Make no mistake, skate names are a major part of the show. Names like
- Georgia O’Grief
- Ida Slapter
- And Lacey’s and my favorite, Sara Problem?
Skate names are so important, in fact, that they must be entered on a national registry. Before you can create your own, you’re responsible to make sure there is no one else by that name or anything close. “If there is, you have to get the permission of that skater. Like, there is a skater named Drew Blood and another woman wanted the name Nancy Drew Blood, so the two came to an agreement they could each use those names, but if anyone else asked to be anything close they would both have to say no.”
Lacey will be adding a new name to her persona on August 21 when she gets married, though she won’t know until the kickball game that day what her new last name will be. Lacey and her fiancé, who is “incredibly supportive, probably the most supportive derby widower there is” are each mounting a team of wedding guests to spar for the right to choose the couple’s new last name. If he wins the two hour kickball match, she’ll be Lacey Ramon. If she wins, her name will be Lacey Roxx.

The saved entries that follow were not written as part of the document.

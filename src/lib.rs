#![forbid(unsafe_code)]
#![deny(clippy::all, clippy::cargo)]
#![warn(
    clippy::nursery,
    clippy::pedantic,
    clippy::unwrap_used,
    clippy::expect_used
)]
#![allow(clippy::module_name_repetitions, clippy::significant_drop_tightening)]

//! Decodes Retrosheet play-by-play notation into structured event records.
//!
//! The decoder itself lives in [`event_file::play`] and its siblings and performs no I/O.
//! The remaining modules read event, roster and team files and map them to output rows.

pub mod event_file;
pub mod util;

pub use event_file::event_detail::EventDetail;
use std::fmt;

use lazy_static::lazy_static;
use regex::Regex;
use serde::{Deserialize, Serialize};
use strum_macros::{Display, EnumString};
use tracing::trace;

use crate::event_file::traits::Classify;
use crate::util::is_full_match;

/// Trailing location of a trajectory code, e.g. `G5` or `F78XD`.
const LOCATION: &str = r"(?:[0-9]|$)[0-9A-Z+\-]*";

/// Ordered from most to least specific: multi-letter codes (longest first), then codes
/// that take an optional numeric suffix, then single-letter trajectories with a location.
/// As with basic plays, a rule only applies when it covers the whole token.
const MODIFIER_RULES: [(&str, PlayModifier); 45] = [
    ("^BGDP", PlayModifier::GroundBallDoublePlayBunt),
    ("^BPDP", PlayModifier::PopupDoublePlayBunt),
    ("^BINT", PlayModifier::BatterInterference),
    ("^BOOT", PlayModifier::BattingOutOfTurn),
    ("^COUB", PlayModifier::CourtesyBatter),
    ("^COUF", PlayModifier::CourtesyFielder),
    ("^COUR", PlayModifier::CourtesyRunner),
    ("^FINT", PlayModifier::FanInterference),
    ("^IPHR", PlayModifier::InsideTheParkHomeRun),
    ("^MREV", PlayModifier::ManagerChallenge),
    ("^PASS", PlayModifier::PassedRunner),
    ("^RINT", PlayModifier::RunnerInterference),
    ("^UINT", PlayModifier::UmpireInterference),
    ("^UREV", PlayModifier::UmpireReviewCallOnField),
    ("^FDP", PlayModifier::FlyBallDoublePlay),
    ("^GDP", PlayModifier::GroundBallDoublePlay),
    ("^GTP", PlayModifier::GroundBallTriplePlay),
    ("^LDP", PlayModifier::LinedIntoDoublePlay),
    ("^LTP", PlayModifier::LinedIntoTriplePlay),
    ("^NDP", PlayModifier::NoDoublePlay),
    ("^OBS", PlayModifier::Obstruction),
    ("^INT", PlayModifier::Interference),
    ("^AP", PlayModifier::AppealPlay),
    ("^BR", PlayModifier::RunnerHitByBattedBall),
    ("^DP", PlayModifier::UnspecifiedDoublePlay),
    ("^FL", PlayModifier::FoulBall),
    ("^FO", PlayModifier::ForceOut),
    ("^IF", PlayModifier::InfieldFlyRule),
    ("^SF", PlayModifier::SacrificeFly),
    ("^SH", PlayModifier::SacrificeBunt),
    ("^TP", PlayModifier::UnspecifiedTriplePlay),
    ("^TH[0-9H]?", PlayModifier::Throwing),
    ("^E[0-9]?", PlayModifier::ErrorOn),
    ("^R[0-9]*", PlayModifier::RelayThrow),
    ("^C", PlayModifier::CalledThirdStrike),
    ("^BP", PlayModifier::PopupBunt),
    ("^BG", PlayModifier::GroundBallBunt),
    ("^BL", PlayModifier::LinedDriveBunt),
    ("^BF", PlayModifier::FoulBunt),
    ("^B", PlayModifier::Bunt),
    ("^F", PlayModifier::FlyBall),
    ("^G", PlayModifier::GroundBall),
    ("^L", PlayModifier::LinedDrive),
    ("^P", PlayModifier::Popup),
    ("^U", PlayModifier::Unassisted),
];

Whatever the outcome, they’ll take their vows later that day after a shower and a change of clothes.
Best wishes from us all, Lacey Whatever-Your-Last-Name-Becomes. May your marriage be as successful as your career on the flat track.
Carmen Getsome blocking a jammer from Derby Liberation Front(photo credit, Joe Schwartz)
- Janet Pelz
Lacey’s not-so secrets for How She Does It:
- A lot of time management. If I’m scheduled to take a rest, I’m going to take a rest. If I don’t plan on taking a rest I won’t do it.
- I have to use every minute and be committed. It always boils down to commitment. What are you more committed to, going out and having a margarita or going to practice? My team always comes first over those other activities. If I ever feel like I wanted to do XYZ and then I get to practice, within minutes I know yeah, this is where I need to be.
- Measuring and balancing the important things in life.
What books has Lacey read recently?
I’m a multi-book reader, one book that makes my mind work and one that’s completely relaxing. I have to keep one of each to stay interested.
- Mind Gym: An Athlete’s Guide to Inner Excellence, by Gary Mack and David Casstevens – a mental training/emotional mastery book (order by clicking the Amazon ad to the right and support this blog when you do!)
- Anything by Harlan Coben, mystery writer. They’re my comfort read.
Whom does Lacey want me to interview next?
- Val Tron 3000 (Valerie Morris), we call her Dr Tron. While skating she finished her doctorate. She’s a research person at Fred Hutch. She’s really smart and one of the most caring people I know.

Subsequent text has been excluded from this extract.